A Rússia teve este domingo o último dia de eleições locais na Sibéria e os aliados de Alexei Navalny reclamam uma pequena vitória com a eleição de deputados em algumas localidades. A equipa do principal opositor a Vlamidir Putin afirma que conseguiu eleger deputados nas assembleias de Novosibirsk, terceira maior cidade, e em Tomsk, onde o opositor esteve inicialmente internado antes de ser transferido para a Alemanha.
Já o partido do poder, a Rússia Unida, reclama a vitória geral nas eleições. Dmitri Medvedev, ex presidente e atual líder do partido, afirma que os dados provisórios apontam para a vitória do seu partido nestas eleições, conquistando a maioria na maioria das assembleias regionais, não havendo para já indicadores de uma possível segunda volta. Os resultados oficiais, contudo, só serão divulgados hoje.
“Todos os candidatos do Rússia Unida nas eleições [para eleger governadores] venceram convincentemente na primeira volta”, garantiu Alexei Turchak, secretário do Rússia Unida aos meios de comunicação russos e citado pelo jornal Público. “A nível das assembleias legislativas e dos parlamentos das regiões administrativas, o Rússia Unida está a formar maiorias estáveis em todas as regiões sem excepção”, acrescentou.
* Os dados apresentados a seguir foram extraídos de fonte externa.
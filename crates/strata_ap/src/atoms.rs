//! Read-only contracts of the collaborators feeding the AP core.
//!
//! The atom netlist and the prepacker are produced upstream of analytical
//! placement. The core only ever reads them: it needs the model of each atom
//! (to compute masses) and the atoms grouped into each molecule (to compute
//! block masses). The optional flat-placement hint carries positions from a
//! previous run.

use crate::ids::{AtomBlockId, MoleculeId};
use serde::{Deserialize, Serialize};
use strata_arch::ModelId;

/// A single atom (primitive instance) in the user design.
#[derive(Debug, Clone, Serialize, Deserialize)]
pub struct Atom {
    /// The instance name of the atom.
    pub name: String,
    /// The model this atom is an instance of.
    pub model: ModelId,
}

/// The frozen atom netlist, as seen by the AP core.
///
/// Only the queries the core needs are exposed; connectivity lives in the AP
/// netlist instead.
#[derive(Debug, Clone, Default, Serialize, Deserialize)]
pub struct AtomNetlist {
    atoms: Vec<Atom>,
}

impl AtomNetlist {
    /// Creates an empty atom netlist.
    pub fn new() -> Self {
        Self::default()
    }

    /// Adds an atom and returns its ID.
    pub fn add_atom(&mut self, name: impl Into<String>, model: ModelId) -> AtomBlockId {
        let id = AtomBlockId::from_raw(self.atoms.len() as u32);
        self.atoms.push(Atom {
            name: name.into(),
            model,
        });
        id
    }

    /// Returns an iterator over all atom IDs in insertion order.
    pub fn blocks(&self) -> impl Iterator<Item = AtomBlockId> + '_ {
        (0..self.atoms.len()).map(|i| AtomBlockId::from_raw(i as u32))
    }

    /// Returns the model of the given atom.
    pub fn block_model(&self, id: AtomBlockId) -> ModelId {
        self.atoms[id.index()].model
    }

    /// Returns the name of the given atom.
    pub fn block_name(&self, id: AtomBlockId) -> &str {
        &self.atoms[id.index()].name
    }

    /// Returns the number of atoms.
    pub fn len(&self) -> usize {
        self.atoms.len()
    }

    /// Returns `true` if the netlist contains no atoms.
    pub fn is_empty(&self) -> bool {
        self.atoms.is_empty()
    }
}

/// A prepacked molecule: an indivisible group of atoms that must be placed
/// together.
#[derive(Debug, Clone, Serialize, Deserialize)]
pub struct Molecule {
    /// The atoms in this molecule.
    ///
    /// Slots may be `None`: pack patterns reserve positions that a given
    /// molecule does not fill.
    // TODO: The prepacker leaves unfilled pattern positions as None; drop
    //       them at molecule build time so consumers stop having to skip them.
    pub atoms: Vec<Option<AtomBlockId>>,
}

/// The frozen output of the prepacker.
#[derive(Debug, Clone, Default, Serialize, Deserialize)]
pub struct Prepacker {
    molecules: Vec<Molecule>,
}

impl Prepacker {
    /// Creates an empty prepacker result.
    pub fn new() -> Self {
        Self::default()
    }

    /// Adds a molecule and returns its ID.
    pub fn add_molecule(&mut self, atoms: Vec<Option<AtomBlockId>>) -> MoleculeId {
        let id = MoleculeId::from_raw(self.molecules.len() as u32);
        self.molecules.push(Molecule { atoms });
        id
    }

    /// Returns the molecule with the given ID.
    pub fn molecule(&self, id: MoleculeId) -> &Molecule {
        &self.molecules[id.index()]
    }

    /// Returns the number of molecules.
    pub fn len(&self) -> usize {
        self.molecules.len()
    }

    /// Returns `true` if no molecules have been created.
    pub fn is_empty(&self) -> bool {
        self.molecules.is_empty()
    }
}

/// Per-atom placement hints loaded from a previous run.
///
/// Components holding the sentinel values are undefined. Fixed-block
/// verification applies a (0.5, 0.5) centring offset when a valid hint is
/// present, since hint files store tile anchor positions rather than tile
/// centres.
#[derive(Debug, Clone, Serialize, Deserialize)]
pub struct FlatPlacementInfo {
    /// The x-position of each atom. [`Self::UNDEFINED_POS`] if undefined.
    pub blk_x_pos: Vec<f64>,
    /// The y-position of each atom. [`Self::UNDEFINED_POS`] if undefined.
    pub blk_y_pos: Vec<f64>,
    /// The layer of each atom. [`Self::UNDEFINED_LAYER`] if undefined.
    pub blk_layer: Vec<i32>,
    /// The sub-tile of each atom. [`Self::UNDEFINED_SUB_TILE`] if undefined.
    pub blk_sub_tile: Vec<i32>,
    /// `true` when a hint has actually been loaded into this object.
    pub valid: bool,
}

impl FlatPlacementInfo {
    /// Sentinel for an undefined position.
    pub const UNDEFINED_POS: f64 = -1.0;
    /// Sentinel for an undefined layer.
    pub const UNDEFINED_LAYER: i32 = -1;
    /// Sentinel for an undefined sub-tile.
    pub const UNDEFINED_SUB_TILE: i32 = -1;

    /// Creates an empty, invalid hint (no previous run available).
    pub fn none() -> Self {
        Self {
            blk_x_pos: Vec::new(),
            blk_y_pos: Vec::new(),
            blk_layer: Vec::new(),
            blk_sub_tile: Vec::new(),
            valid: false,
        }
    }

    /// Creates a valid hint with undefined positions for every atom in the
    /// given netlist.
    pub fn for_netlist(atom_netlist: &AtomNetlist) -> Self {
        let n = atom_netlist.len();
        Self {
            blk_x_pos: vec![Self::UNDEFINED_POS; n],
            blk_y_pos: vec![Self::UNDEFINED_POS; n],
            blk_layer: vec![Self::UNDEFINED_LAYER; n],
            blk_sub_tile: vec![Self::UNDEFINED_SUB_TILE; n],
            valid: true,
        }
    }
}

impl Default for FlatPlacementInfo {
    fn default() -> Self {
        Self::none()
    }
}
As eleições decorreram em cerca de duas dezenas das 85 regiões para eleger metade dos parlamentos regionais e autarquias do país. e acontecem um ano antes das eleições parlamentares que poderão servir de teste ao Kremlin. É que a Rússia Unida está a deparar-se com uma quebra de popularidade e um aumento do descontentamento com a situação económica no país. Além disso, é a primeira eleição desde que o referendo constitucional de julho permite a Putin ser reeleito como chefe de Estado até 2036.
Esta é a primeira vez que as eleições ocorrem num período de três dias. Segundo declarações de um grupo de monitorização independente à BBC, foram identificadas várias irregularidades, sobretudo nos dois primeiros dias de votação. Afirmam ainda que foram impedidos de aceder a documentos oficiais e de registar as suas reclamações. O grupo alega ainda que suspeita que as urnas tenham sido enchidas de papéis e que muitos dos votos possam ter sido trocados.
As votações estão também marcadas por Navalny e o seu estado de saúde. Após um evento de campanha, o opositor russo bebeu um chá no aeroporto e acabou internado de urgência, em coma. Desde o primeiro momento que o Kremlin e os médicos russos rejeitam a hipótese de envenenamento, mas os médicos alemães, onde Navalny se encontra atualmente, realizaram testes laboratoriais que indicam que o envenenamento ocorreu com um agente nervoso da família do Novichok, uma arma química altamente tóxica.